Desde la otra cabecera de la mesa Francesco habla: «Yo ahora estoy fuera, pero cada vez que escucho a Bledar me conmuevo. Le conocí al principio: sonreía, pero tenía la mirada llena de rabia. Ahora me parece que es otro. Es un ejemplo. Pero no es suficiente. Yo siempre he tenido dentro muchas preguntas. Hace tres años fui a los Ejercicios. Me impresionó la frase: “Cada uno de nosotros es un hijo predilecto a los ojos de Dios”. Estaba contento. Yo era un hijo predilecto. Me dio un ánimo, un entusiasmo diferente incluso en el trabajo. No estoy solo». Carrón le interrumpe: «También a mí me gustaría decir con tu mismo entusiasmo: “Soy el hijo predilecto”. ¿Quién es más cristiano? ¿El hijo pródigo, o el que se ha quedado encerrado en casa? ¿Quién es más consciente de ser hijo?». Francesco responde enseguida: «Yo lo soy. Pero no soy un buen cristiano, porque no soy muy practicante. Si vivo bien, ¿para qué ir a la iglesia? Yo quiero vivir siempre con este entusiasmo». El diálogo es apremiante. Como entre padre e hijo, cuando se llega al meollo. «Este entusiasmo no lo puedes generar por ti mismo. Por eso vamos a la iglesia, a pedirlo como pobres hombres», le dice Carrón.
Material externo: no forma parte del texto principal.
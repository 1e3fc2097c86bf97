//! gmail-extract: request, download, and filter Google Apps mailbox exports.

pub mod adapters;
pub mod cli;
pub mod domain;
pub mod ports;
pub mod shared;
pub mod usecases;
Todos se sienten interpelados. Nicola no pierde la ocasión: «Mantengamos abierta la pregunta: ¿da igual una cosa que otra? ¿Soy capaz de seguir yo solo lo que me ha salido al encuentro?». Sentado junto a Francesco, Marino se aclara la voz: «Yo soy la demostración viviente de que se puede volver a empezar en cada momento. Mi situación era dificilísima, por los delitos cometidos y por otras circunstancias. El trabajo no ha sido lo único que ha posibilitado mi cambio. Me ha cambiado la forma en que he sido mirado. Yo, que ya no tenía ninguna confianza en mí mismo, yo, que no tenía siquiera valor para levantar los ojos. Esta ha sido mi fortuna. Luego han llegado los permisos, el artículo 21. ¿Coincidencias? No, todo ha nacido de esa mirada buena. Él viene a abrazarte, pero es necesario aceptar. Sabes, Julián, la mayor dificultad es decir “sí” todas las mañanas». Carrón sonríe: «Es la fatiga del drama de la vida. Aunque mis circunstancias son distintas, yo tengo el mismo drama que tú: decir que sí cada mañana a Otro que te ha mirado y te quiere. Que te ha buscado».
Le toca el turno a Franco: «El trabajo me ha metido en vereda, a mí, que nunca me había sometido a ninguna regla. Me reía de ellas. Cuando fui al Meeting pensé: ¿cómo puede ser que estas personas no me desprecien? Cada uno de nosotros siente un peso en el corazón por los errores cometidos. Empiezas a aceptarlo cuando te quieres por lo que eres. Para mí esto ha sucedido gracias al grupo de amigos que tenía junto a mí. Ahora tengo casi la urgencia de devolver lo que he recibido». «Es verdad, Franco», subraya Nicola: «Pero la mayor ayuda es testimoniarnos recíprocamente cada día ese “sí” del que hablaba Marino. Este es el trabajo cotidiano. De lo demás ya se ocupa el Señor. Hemos puesto ante ti nuestras experiencias».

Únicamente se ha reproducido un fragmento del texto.